- **WHAT THE TASK ASKS**
For each line of the listing that includes the word "round", show the whole line.
:: DATA
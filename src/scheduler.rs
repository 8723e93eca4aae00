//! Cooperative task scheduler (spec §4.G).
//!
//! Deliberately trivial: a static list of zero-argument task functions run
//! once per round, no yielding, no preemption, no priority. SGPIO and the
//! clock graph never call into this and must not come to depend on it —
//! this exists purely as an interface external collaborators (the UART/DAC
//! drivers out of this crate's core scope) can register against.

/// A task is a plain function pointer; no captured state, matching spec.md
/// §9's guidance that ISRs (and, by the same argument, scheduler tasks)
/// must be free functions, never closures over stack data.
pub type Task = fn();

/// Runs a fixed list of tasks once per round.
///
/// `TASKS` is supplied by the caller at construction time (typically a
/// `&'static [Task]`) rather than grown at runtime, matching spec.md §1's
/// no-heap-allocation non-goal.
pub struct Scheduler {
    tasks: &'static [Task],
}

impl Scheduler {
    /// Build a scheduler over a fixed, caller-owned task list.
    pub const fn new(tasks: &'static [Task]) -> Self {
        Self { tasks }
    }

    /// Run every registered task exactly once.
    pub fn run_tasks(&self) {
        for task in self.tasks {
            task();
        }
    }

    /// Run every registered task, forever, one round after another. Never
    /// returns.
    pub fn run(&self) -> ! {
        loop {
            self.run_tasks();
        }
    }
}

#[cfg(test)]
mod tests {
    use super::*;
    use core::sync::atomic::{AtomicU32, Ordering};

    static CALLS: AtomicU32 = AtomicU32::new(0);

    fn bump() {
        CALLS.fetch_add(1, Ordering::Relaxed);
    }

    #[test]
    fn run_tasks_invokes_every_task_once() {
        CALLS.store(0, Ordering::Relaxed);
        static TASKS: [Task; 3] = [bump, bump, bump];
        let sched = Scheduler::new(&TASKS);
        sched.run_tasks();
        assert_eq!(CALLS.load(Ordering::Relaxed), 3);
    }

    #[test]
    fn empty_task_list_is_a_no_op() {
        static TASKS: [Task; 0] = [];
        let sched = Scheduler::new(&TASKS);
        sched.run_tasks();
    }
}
::::
- **ANSWER BOX**
//! once per round, no yielding, no preemption, no priority. SGPIO and the
/// Runs a fixed list of tasks once per round.
    /// Run every registered task, forever, one round after another. Never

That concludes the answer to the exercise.